Working from the records below, repeat exactly the lines starting at the line that contains "#[cfg_attr(test, mockall::automock)]" and ending at the line that contains "blocking reqwest client.", inclusive.

Saved data entries:
┄┄┄┄┄┄┄┄┄┄┄┄┄┄┄┄┄┄┄┄

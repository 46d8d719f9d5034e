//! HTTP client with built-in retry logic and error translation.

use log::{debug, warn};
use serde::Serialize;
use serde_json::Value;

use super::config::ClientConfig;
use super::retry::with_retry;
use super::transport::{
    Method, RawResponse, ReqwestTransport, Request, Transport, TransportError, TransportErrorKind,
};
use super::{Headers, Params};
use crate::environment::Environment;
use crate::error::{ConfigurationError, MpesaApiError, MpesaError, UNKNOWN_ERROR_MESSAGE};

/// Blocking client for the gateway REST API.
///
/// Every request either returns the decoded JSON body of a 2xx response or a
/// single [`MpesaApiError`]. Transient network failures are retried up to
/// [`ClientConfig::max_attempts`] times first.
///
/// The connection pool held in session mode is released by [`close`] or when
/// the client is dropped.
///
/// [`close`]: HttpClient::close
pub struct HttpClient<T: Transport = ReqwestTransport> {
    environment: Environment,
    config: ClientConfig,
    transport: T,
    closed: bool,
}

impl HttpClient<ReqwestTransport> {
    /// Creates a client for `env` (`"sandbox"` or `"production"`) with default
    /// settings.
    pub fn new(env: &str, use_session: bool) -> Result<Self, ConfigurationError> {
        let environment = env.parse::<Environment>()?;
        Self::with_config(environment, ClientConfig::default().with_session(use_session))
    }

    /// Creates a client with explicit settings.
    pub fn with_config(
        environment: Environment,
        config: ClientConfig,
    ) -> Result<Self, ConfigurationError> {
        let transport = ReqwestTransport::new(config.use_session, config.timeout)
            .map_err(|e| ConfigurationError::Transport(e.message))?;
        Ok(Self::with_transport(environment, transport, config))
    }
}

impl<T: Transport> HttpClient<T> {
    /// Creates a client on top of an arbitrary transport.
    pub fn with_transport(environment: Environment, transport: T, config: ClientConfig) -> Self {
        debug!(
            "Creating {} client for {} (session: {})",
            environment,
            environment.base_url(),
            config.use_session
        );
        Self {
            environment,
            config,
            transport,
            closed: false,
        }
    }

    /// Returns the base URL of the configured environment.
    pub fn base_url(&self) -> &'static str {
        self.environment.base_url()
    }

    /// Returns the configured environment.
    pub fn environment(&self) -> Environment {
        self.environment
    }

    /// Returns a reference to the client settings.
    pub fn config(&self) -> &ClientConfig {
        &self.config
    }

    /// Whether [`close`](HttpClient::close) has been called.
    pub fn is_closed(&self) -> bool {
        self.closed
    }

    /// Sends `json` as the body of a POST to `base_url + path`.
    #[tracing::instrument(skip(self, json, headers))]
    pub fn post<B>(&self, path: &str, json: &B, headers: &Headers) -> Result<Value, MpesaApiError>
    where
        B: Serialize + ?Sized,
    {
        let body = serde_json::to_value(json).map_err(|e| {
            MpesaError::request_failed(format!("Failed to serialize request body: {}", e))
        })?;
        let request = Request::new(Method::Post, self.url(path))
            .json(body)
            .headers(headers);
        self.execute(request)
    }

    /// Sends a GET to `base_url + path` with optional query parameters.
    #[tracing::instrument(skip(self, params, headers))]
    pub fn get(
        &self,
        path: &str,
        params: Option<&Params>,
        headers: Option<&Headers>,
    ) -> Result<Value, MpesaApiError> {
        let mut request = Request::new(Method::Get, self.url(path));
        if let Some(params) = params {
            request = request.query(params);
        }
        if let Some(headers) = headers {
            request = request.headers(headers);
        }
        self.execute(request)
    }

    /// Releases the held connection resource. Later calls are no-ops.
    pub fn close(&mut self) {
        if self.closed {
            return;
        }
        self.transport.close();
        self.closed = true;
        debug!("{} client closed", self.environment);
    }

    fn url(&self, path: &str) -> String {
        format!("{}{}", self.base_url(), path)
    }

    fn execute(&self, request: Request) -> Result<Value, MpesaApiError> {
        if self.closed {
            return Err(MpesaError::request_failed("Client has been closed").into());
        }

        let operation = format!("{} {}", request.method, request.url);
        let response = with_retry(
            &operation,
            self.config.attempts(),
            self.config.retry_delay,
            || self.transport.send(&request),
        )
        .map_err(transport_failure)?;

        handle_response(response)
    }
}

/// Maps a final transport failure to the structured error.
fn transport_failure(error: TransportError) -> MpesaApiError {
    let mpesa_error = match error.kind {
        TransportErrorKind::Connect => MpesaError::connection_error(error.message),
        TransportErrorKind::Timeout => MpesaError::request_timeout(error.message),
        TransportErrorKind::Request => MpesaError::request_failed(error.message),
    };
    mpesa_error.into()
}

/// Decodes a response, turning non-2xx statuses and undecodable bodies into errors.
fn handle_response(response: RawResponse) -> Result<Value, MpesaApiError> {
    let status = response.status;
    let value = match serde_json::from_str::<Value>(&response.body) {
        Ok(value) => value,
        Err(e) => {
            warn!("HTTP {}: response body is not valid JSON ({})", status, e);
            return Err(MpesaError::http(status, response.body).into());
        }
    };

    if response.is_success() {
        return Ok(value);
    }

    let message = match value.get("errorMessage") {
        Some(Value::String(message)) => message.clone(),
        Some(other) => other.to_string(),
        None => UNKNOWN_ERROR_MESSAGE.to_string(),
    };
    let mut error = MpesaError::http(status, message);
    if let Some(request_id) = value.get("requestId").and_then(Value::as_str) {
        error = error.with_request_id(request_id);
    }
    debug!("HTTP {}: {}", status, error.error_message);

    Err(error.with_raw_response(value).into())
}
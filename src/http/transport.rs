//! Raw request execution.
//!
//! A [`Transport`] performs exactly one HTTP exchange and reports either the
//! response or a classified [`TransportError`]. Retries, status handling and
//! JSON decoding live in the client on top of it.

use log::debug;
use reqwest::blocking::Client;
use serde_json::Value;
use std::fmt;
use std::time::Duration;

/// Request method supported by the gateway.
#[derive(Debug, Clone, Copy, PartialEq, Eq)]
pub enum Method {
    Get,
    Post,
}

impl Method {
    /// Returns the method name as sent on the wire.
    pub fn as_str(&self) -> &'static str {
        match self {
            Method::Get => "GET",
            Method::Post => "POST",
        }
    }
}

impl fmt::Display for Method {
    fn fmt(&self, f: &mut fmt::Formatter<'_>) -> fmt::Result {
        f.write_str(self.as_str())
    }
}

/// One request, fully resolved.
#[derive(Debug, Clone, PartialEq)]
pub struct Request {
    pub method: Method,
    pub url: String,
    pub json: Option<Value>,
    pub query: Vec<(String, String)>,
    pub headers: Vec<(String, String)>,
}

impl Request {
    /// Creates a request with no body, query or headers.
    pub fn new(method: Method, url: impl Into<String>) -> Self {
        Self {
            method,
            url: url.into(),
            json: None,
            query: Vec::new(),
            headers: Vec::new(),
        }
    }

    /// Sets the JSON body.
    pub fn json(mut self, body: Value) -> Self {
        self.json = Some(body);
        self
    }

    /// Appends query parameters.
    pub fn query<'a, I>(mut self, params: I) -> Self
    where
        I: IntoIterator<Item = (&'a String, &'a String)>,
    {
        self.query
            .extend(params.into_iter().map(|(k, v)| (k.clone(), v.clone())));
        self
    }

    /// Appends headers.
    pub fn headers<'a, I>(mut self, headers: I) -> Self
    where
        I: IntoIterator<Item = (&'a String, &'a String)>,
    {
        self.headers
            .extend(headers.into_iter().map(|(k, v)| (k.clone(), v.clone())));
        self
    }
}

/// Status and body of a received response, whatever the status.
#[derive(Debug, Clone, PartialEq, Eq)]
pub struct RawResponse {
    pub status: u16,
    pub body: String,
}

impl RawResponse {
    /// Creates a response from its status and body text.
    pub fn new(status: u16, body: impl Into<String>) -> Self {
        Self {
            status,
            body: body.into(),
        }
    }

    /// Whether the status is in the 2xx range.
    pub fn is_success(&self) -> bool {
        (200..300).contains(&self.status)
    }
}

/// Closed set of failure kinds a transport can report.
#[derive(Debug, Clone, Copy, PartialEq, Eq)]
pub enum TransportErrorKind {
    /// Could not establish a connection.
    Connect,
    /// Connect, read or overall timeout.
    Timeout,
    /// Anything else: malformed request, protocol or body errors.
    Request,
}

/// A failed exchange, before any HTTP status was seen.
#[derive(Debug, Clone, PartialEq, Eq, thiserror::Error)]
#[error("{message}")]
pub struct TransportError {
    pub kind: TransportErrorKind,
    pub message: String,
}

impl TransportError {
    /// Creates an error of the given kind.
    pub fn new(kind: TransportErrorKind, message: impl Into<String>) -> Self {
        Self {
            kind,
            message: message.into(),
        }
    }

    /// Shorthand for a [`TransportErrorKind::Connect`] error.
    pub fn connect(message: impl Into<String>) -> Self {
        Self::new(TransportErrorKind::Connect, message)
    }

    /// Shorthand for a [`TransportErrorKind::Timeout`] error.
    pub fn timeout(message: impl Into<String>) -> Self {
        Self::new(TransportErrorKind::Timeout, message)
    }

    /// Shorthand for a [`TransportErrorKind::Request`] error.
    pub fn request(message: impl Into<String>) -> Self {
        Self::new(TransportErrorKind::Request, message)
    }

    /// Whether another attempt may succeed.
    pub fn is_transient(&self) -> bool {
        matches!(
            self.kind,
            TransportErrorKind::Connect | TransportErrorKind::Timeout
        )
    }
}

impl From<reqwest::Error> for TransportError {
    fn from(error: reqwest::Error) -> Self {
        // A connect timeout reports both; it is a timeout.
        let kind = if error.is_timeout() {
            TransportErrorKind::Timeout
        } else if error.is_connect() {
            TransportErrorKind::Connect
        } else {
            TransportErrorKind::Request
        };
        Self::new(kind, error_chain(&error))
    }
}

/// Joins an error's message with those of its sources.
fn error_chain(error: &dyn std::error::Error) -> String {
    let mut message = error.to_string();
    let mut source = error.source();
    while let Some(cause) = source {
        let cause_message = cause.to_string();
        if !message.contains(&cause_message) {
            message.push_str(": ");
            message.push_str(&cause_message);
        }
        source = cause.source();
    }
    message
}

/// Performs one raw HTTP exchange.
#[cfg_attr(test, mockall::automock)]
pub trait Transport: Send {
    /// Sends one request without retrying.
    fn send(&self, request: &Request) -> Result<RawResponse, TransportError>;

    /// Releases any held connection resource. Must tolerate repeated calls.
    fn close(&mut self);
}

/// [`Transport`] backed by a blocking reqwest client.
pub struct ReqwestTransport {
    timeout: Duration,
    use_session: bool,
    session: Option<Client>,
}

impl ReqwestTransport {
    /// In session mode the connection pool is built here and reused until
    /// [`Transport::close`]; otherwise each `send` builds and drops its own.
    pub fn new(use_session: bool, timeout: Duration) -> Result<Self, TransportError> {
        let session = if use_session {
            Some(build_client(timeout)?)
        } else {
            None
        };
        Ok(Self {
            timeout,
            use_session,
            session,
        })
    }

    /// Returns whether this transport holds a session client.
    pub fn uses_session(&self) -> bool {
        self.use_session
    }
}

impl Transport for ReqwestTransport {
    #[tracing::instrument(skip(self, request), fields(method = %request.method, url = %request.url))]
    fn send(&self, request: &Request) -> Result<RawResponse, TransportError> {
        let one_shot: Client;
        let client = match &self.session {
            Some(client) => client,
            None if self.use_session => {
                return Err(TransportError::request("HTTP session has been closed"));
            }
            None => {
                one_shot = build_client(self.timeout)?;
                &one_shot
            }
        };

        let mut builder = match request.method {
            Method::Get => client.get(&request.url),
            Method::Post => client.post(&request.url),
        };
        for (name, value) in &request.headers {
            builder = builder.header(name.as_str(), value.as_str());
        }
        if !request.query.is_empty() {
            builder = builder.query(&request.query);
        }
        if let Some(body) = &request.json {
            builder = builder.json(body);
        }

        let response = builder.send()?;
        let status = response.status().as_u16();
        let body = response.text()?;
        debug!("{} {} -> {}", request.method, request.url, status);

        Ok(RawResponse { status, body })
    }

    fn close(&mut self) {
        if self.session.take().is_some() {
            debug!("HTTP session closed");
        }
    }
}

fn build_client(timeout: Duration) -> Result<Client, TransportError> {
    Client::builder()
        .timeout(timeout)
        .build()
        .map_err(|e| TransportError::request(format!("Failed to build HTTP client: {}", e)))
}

┄┄┄┄┄┄┄┄┄┄┄┄┄┄┄┄┄┄┄┄

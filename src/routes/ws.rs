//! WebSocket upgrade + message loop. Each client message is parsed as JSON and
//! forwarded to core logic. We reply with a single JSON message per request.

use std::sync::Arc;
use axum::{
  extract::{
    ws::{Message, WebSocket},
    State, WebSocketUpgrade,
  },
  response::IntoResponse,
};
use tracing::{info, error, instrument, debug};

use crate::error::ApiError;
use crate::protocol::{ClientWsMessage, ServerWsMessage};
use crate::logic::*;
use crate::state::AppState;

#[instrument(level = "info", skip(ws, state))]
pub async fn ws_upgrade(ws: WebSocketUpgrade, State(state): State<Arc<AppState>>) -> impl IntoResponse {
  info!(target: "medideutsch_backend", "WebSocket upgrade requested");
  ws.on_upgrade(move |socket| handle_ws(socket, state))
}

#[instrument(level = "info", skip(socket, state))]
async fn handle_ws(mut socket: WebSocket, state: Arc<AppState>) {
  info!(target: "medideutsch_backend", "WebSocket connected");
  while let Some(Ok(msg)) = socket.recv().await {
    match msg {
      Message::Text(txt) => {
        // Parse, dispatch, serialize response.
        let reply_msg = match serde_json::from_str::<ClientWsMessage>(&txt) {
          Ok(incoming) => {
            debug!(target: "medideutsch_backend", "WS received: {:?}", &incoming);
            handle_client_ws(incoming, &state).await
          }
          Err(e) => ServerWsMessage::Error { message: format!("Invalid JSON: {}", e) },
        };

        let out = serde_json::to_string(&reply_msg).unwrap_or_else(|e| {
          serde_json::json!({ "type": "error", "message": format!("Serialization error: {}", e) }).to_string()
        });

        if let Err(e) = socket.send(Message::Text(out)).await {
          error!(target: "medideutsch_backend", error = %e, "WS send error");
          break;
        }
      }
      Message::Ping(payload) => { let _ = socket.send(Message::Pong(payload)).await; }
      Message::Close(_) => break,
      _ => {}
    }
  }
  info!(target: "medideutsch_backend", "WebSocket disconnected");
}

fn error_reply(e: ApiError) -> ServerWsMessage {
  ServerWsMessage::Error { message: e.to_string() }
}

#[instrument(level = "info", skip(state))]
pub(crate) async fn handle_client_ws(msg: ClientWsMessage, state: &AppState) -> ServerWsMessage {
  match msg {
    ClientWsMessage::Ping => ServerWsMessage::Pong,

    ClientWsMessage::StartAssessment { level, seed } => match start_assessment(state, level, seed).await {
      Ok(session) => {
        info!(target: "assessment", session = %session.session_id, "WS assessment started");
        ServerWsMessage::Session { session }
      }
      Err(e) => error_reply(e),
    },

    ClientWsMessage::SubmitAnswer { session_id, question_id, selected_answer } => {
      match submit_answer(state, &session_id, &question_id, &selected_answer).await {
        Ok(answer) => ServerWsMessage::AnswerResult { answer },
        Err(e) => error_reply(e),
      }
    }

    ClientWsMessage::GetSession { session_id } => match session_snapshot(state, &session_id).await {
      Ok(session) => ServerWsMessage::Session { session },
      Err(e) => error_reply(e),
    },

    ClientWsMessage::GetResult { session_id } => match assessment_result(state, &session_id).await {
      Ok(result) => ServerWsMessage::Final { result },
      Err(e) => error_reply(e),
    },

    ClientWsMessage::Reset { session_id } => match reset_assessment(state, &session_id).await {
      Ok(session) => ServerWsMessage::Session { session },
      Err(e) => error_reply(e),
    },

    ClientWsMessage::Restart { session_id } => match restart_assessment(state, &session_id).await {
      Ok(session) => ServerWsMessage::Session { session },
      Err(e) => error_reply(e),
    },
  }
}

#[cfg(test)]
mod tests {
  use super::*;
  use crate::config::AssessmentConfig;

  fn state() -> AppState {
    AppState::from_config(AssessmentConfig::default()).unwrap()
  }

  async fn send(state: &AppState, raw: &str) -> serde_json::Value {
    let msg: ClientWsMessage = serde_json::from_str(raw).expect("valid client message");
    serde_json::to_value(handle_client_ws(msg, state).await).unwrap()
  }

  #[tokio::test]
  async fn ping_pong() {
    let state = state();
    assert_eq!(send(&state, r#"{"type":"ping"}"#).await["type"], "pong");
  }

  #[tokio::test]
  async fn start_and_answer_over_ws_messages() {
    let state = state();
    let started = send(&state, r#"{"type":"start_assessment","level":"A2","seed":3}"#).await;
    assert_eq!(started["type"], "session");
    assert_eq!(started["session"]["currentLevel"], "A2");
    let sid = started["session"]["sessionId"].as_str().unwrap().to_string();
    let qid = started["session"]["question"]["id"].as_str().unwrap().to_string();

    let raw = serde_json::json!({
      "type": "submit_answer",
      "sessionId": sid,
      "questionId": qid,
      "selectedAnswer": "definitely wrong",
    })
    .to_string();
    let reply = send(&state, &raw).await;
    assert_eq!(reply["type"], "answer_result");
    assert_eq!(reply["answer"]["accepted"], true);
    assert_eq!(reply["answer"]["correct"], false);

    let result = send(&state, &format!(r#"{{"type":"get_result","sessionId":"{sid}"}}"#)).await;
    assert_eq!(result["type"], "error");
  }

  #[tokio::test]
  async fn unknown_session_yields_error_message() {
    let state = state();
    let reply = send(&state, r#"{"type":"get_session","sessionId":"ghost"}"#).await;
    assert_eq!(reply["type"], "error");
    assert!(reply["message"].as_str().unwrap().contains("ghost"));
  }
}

┄┄┄┄┄┄┄┄┄┄┄┄┄┄┄┄┄┄┄┄

# Answer space
#[cfg_attr(test, mockall::automock)]
pub trait Transport: Send {
    /// Sends one request without retrying.
    fn send(&self, request: &Request) -> Result<RawResponse, TransportError>;

    /// Releases any held connection resource. Must tolerate repeated calls.
    fn close(&mut self);
}

/// [`Transport`] backed by a blocking reqwest client.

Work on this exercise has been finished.